Backtest results are easy to generate and easy to fool yourself with. The same strategy can show 200 bp of after-tax alpha or 20 bp depending on whether the panel uses today's index constituents instead of the constituents on the rebalance date, whether dividends are added back in the price series or re-invested in the basis, and whether the optimizer reads the return that hasn't happened yet. This post is the hygiene checklist behind every backtest the platform publishes, and why each item is on it.
What we check before publishing any backtest number
| # | Check | Why |
|---|---|---|
| 1 | Point-in-time index membership | Today's US large-cap (100) constituent set didn't exist in 2016. Use the index methodology archive. |
| 2 | No dropped delisted names | Names that delisted between rebalance and today belong in the universe on the rebalance date. |
| 3 | Σ excludes the rebalance-day return | Building Σ from prices through today, then solving with today, leaks tomorrow's distribution. |
| 4 | Trades execute at next-bar prices | Solver runs on close-of-day data; trades execute the next morning. Don't fill at solve-day close. |
| 5 | Holiday calendar from the exchange | Half-day closes and country-specific holidays affect when a rebalance can actually clear. |
| 6 | Corporate actions applied at effective date | A 3:1 split on day t means the basis splits on day t; the optimizer sees the split-adjusted price. |
| 7 | Dividends re-invested in basis | Cash dividends adjust the lot's basis (or get re-invested per a stated policy), not the price series. |
| 8 | Wash-sale lock vector built from real history | A backtest that ignores the wash-sale lookback overstates harvestable loss. |
| 9 | Marginal rates applied per-period correctly | Long-term boundary calculation must use the lot's actual acquisition date, not a calendar-quarter approximation. |
Three errors that look small and aren't
Survivorship. The most cited example: a 2010-start backtest of "the US large-cap (100) universe" using its 2026 constituents will overstate returns by 100–200 bp/yr because the names that fell out of the index in the intervening years are systematically the underperformers. Easy to spot when you look for it; easy to miss when you don't.
Lookahead in the risk model. Σ is an estimate of forward covariance from a backward window. If the window includes the day you're solving on, the optimizer sees a Σ informed by returns it shouldn't yet know. The usual symptom is suspiciously low realised TE in backtest — the optimizer is "hugging" the index in part because it can read the future. The fix is a one-day shift; we use the trailing 504-day panel ending the previous business day.

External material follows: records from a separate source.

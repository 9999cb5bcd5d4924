//! Snapshots of a live database, full or incremental.
//!
//! A full backup crawls every table and hashes every leaf page it reaches. An incremental backup
//! starts from the previous [`Material`] and only re-verifies the pages recorded as changed in an
//! [`IncrementalMaterial`], which is kept up to date by [`Backup::track_wal_changes`] while the
//! database is written to.
//!
//! Against a live database, the exclusive lock is only held while the WAL and its index are read,
//! the crawl itself runs under the shared lock.

use std::{
    collections::BTreeMap,
    fmt::Debug,
    path::{Path, PathBuf},
    rc::Rc,
    time::{SystemTime, UNIX_EPOCH},
};

use log::{debug, info, warn};

use crate::{
    cipher::CipherDelegate,
    crawler::{
        CrawlObserver, Crawler,
        master::MASTER_ROOT,
        sequence::{SequenceCrawlObserver, SequenceCrawler, SequenceEntry},
    },
    error::{Error, Result},
    material::{
        Material, UNKNOWN_PAGE_NO, VerifiedPage,
        incremental::{IncrementalMaterial, IncrementalPage},
    },
    page::{Page, PageType, cell::Cell},
    pager::{
        Integrity, PageStore, PageStoreConfig,
        wal::{WalOptions, WalPosition},
    },
    repair::{SchemaCollector, SchemaPlan, TableFilter, accepts},
};

/// Lock preventing checkpoints, and so truncation of the WAL, while pages are crawled.
pub trait BackupSharedDelegate {
    fn acquire_shared_lock(&self) -> anyhow::Result<()>;

    fn release_shared_lock(&self) -> anyhow::Result<()>;
}

/// Lock preventing any write, held while the WAL and its index are read.
pub trait BackupExclusiveDelegate {
    fn acquire_exclusive_lock(&self) -> anyhow::Result<()>;

    fn release_exclusive_lock(&self) -> anyhow::Result<()>;

    /// Polled at every page. Stops the backup with [`Error::Cancelled`] when set, for example
    /// because a writer is waiting.
    fn backup_suspended(&self) -> bool {
        false
    }
}

/// Locks for a database nothing else accesses.
#[derive(Clone, Copy, Debug, Default)]
pub struct NoopLock;

impl BackupSharedDelegate for NoopLock {
    fn acquire_shared_lock(&self) -> anyhow::Result<()> {
        Ok(())
    }

    fn release_shared_lock(&self) -> anyhow::Result<()> {
        Ok(())
    }
}

impl BackupExclusiveDelegate for NoopLock {
    fn acquire_exclusive_lock(&self) -> anyhow::Result<()> {
        Ok(())
    }

    fn release_exclusive_lock(&self) -> anyhow::Result<()> {
        Ok(())
    }
}

#[derive(Clone, Debug)]
pub struct BackupConfig {
    /// Incremental backups in a row before a full one is forced.
    pub max_incremental_times: i32,
    /// Options for the store. The WAL options are decided by the backup itself.
    pub store: PageStoreConfig,
}

impl Default for BackupConfig {
    fn default() -> Self {
        Self {
            max_incremental_times: 1000,
            store: PageStoreConfig::default(),
        }
    }
}

pub struct Backup {
    path: PathBuf,
    config: BackupConfig,
    cipher: Option<Rc<dyn CipherDelegate>>,
    shared: Rc<dyn BackupSharedDelegate>,
    exclusive: Rc<dyn BackupExclusiveDelegate>,
    filter: Option<TableFilter>,
}

impl Debug for Backup {
    fn fmt(&self, f: &mut std::fmt::Formatter<'_>) -> std::fmt::Result {
        f.debug_struct("Backup")
            .field("path", &self.path)
            .field("config", &self.config)
            .field("cipher", &self.cipher.is_some())
            .field("filter", &self.filter.is_some())
            .finish()
    }
}
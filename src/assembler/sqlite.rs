use std::path::Path;

use anyhow::Context;
use rusqlite::{
    Connection, ToSql, params_from_iter,
    types::{ToSqlOutput, ValueRef},
};

use super::{ColumnInfo, Destination, quote_identifier};
use crate::page::cell::Value;

impl ToSql for Value {
    fn to_sql(&self) -> rusqlite::Result<ToSqlOutput<'_>> {
        Ok(match self {
            Value::Null => ToSqlOutput::Borrowed(ValueRef::Null),
            Value::Integer(value) => ToSqlOutput::Borrowed(ValueRef::Integer(*value)),
            Value::Real(value) => ToSqlOutput::Borrowed(ValueRef::Real(*value)),
            Value::Text(value) => ToSqlOutput::Borrowed(ValueRef::Text(value)),
            Value::Blob(value) => ToSqlOutput::Borrowed(ValueRef::Blob(value)),
        })
    }
}

impl From<ValueRef<'_>> for Value {
    fn from(value: ValueRef<'_>) -> Self {
        match value {
            ValueRef::Null => Self::Null,
            ValueRef::Integer(value) => Self::Integer(value),
            ValueRef::Real(value) => Self::Real(value),
            ValueRef::Text(value) => Self::Text(value.to_vec()),
            ValueRef::Blob(value) => Self::Blob(value.to_vec()),
        }
    }
}

/// Destination backed by a [`rusqlite::Connection`].
#[derive(Debug)]
pub struct SqliteDestination(Connection);

impl SqliteDestination {
    pub fn new(connection: Connection) -> Self {
        Self(connection)
    }

    /// Open, or create, the database at `path`.
    pub fn open(path: impl AsRef<Path>) -> anyhow::Result<Self> {
        let path = path.as_ref();
        let connection = Connection::open(path)
            .with_context(|| format!("opening destination {}", path.display()))?;
        Ok(Self(connection))
    }

    pub fn connection(&self) -> &Connection {
        &self.0
    }

    pub fn into_inner(self) -> Connection {
        self.0
    }
}

impl Destination for SqliteDestination {
    fn execute(&mut self, sql: &str) -> anyhow::Result<()> {
        self.0
            .execute_batch(sql)
            .with_context(|| format!("executing {sql}"))
    }

    fn execute_with(&mut self, sql: &str, values: &[Value]) -> anyhow::Result<usize> {
        let mut statement = self
            .0
            .prepare_cached(sql)
            .with_context(|| format!("preparing {sql}"))?;
        Ok(statement.execute(params_from_iter(values))?)
    }

    fn table_info(&mut self, table: &str) -> anyhow::Result<Vec<ColumnInfo>> {
        let mut statement = self
            .0
            .prepare(&format!("PRAGMA table_info({})", quote_identifier(table)))?;
        let columns = statement
            .query_map([], |row| {
                Ok(ColumnInfo {
                    name: row.get("name")?,
                    declared_type: row.get("type")?,
                    not_null: row.get("notnull")?,
                    default: row.get("dflt_value")?,
                    primary_key: row.get("pk")?,
                })
            })?
            .collect::<Result<Vec<_>, _>>()?;
        Ok(columns)
    }

    fn evaluate(&mut self, expr: &str) -> anyhow::Result<Value> {
        Ok(self
            .0
            .query_row(&format!("SELECT {expr}"), [], |row| {
                row.get_ref(0).map(Value::from)
            })?)
    }
}

#[cfg(test)]
mod test {
    use super::*;

    #[test]
    fn values_round_trip_through_sqlite() {
        let mut destination = SqliteDestination::new(Connection::open_in_memory().unwrap());
        destination
            .execute("CREATE TABLE t(a, b, c, d, e)")
            .unwrap();

        let values = vec![
            Value::Integer(1),
            Value::Null,
            Value::Integer(-7),
            Value::Real(2.5),
            Value::Text(b"text".to_vec()),
            Value::Blob(vec![0, 1, 2]),
        ];
        let changed = destination
            .execute_with(
                "INSERT INTO t(rowid, a, b, c, d, e) VALUES(?1, ?2, ?3, ?4, ?5, ?6)",
                &values,
            )
            .unwrap();
        assert_eq!(changed, 1);

        let row = destination
            .connection()
            .query_row("SELECT rowid, a, b, c, d, e FROM t", [], |row| {
                (0..6)
                    .map(|i| row.get_ref(i).map(Value::from))
                    .collect::<rusqlite::Result<Vec<_>>>()
            })
            .unwrap();
        assert_eq!(row, values);
    }

    #[test]
    fn table_info_and_defaults() {
        let mut destination = SqliteDestination::new(Connection::open_in_memory().unwrap());
        destination
            .execute(
                "CREATE TABLE t(id INTEGER PRIMARY KEY, name TEXT NOT NULL DEFAULT ('x' || 'y'))",
            )
            .unwrap();

        let info = destination.table_info("t").unwrap();
        assert_eq!(
            info,
            vec![
                ColumnInfo {
                    name: "id".into(),
                    declared_type: "INTEGER".into(),
                    not_null: false,
                    default: None,
                    primary_key: 1,
                },
                ColumnInfo {
                    name: "name".into(),
                    declared_type: "TEXT".into(),
                    not_null: true,
                    default: Some("'x' || 'y'".into()),
                    primary_key: 0,
                },
            ]
        );

        let default = destination.evaluate(info[1].default.as_deref().unwrap()).unwrap();
        assert_eq!(default, Value::Text(b"xy".to_vec()));
        assert!(destination.table_info("missing").unwrap().is_empty());
    }
}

Dividend timing. An adjusted-price series rolls dividends into the price retroactively, so the holder always looks like they re-invested at the moment of ex-div. Real holders receive cash on the pay date, which is usually 2–4 weeks after ex-div. The optimizer's TE numbers change a few basis points if you model the lag correctly. We do.
A backtest that uses today's index constituents on a 2016 rebalance date is the canonical survivorship-bias mistake — and it's still the most common one in published material.
The honest framing
Charts and tables on this site are flagged "illustrative" in oxblood mono when they use synthetic numbers — usually because the real benchmark suite hasn't landed yet, or because the production risk model isn't open. The hygiene checklist applies to both: synthetic numbers have to be plausibly consistent with what the real run would produce, not optimised for the post.
Pre-publication, every figure
Internally, every chart that lands on a marketing page is produced by either (a) the production runner against pinned snapshots, or (b) a synthetic data script that's checked in and version-controlled. There's no notebook-on-someone's-laptop path. Numbers that change on republish change because the underlying snapshot or generator changed, and the diff is visible.
For the snapshot mechanism that pins production runs, see Reproducibility by snapshot. For the risk-model construction that feeds Σ, see Risk-model construction.
- Lo (2002). The Statistics of Sharpe Ratios. Financial Analysts Journal 58(4). The point-in-time discipline applies as much to performance attribution as to factor construction.
- Index provider methodology documents — the published index-methodology archives are the canonical source for point-in-time membership.
Methodology note · the test of an honest backtest is whether the result holds when you fix one bias. Most don't.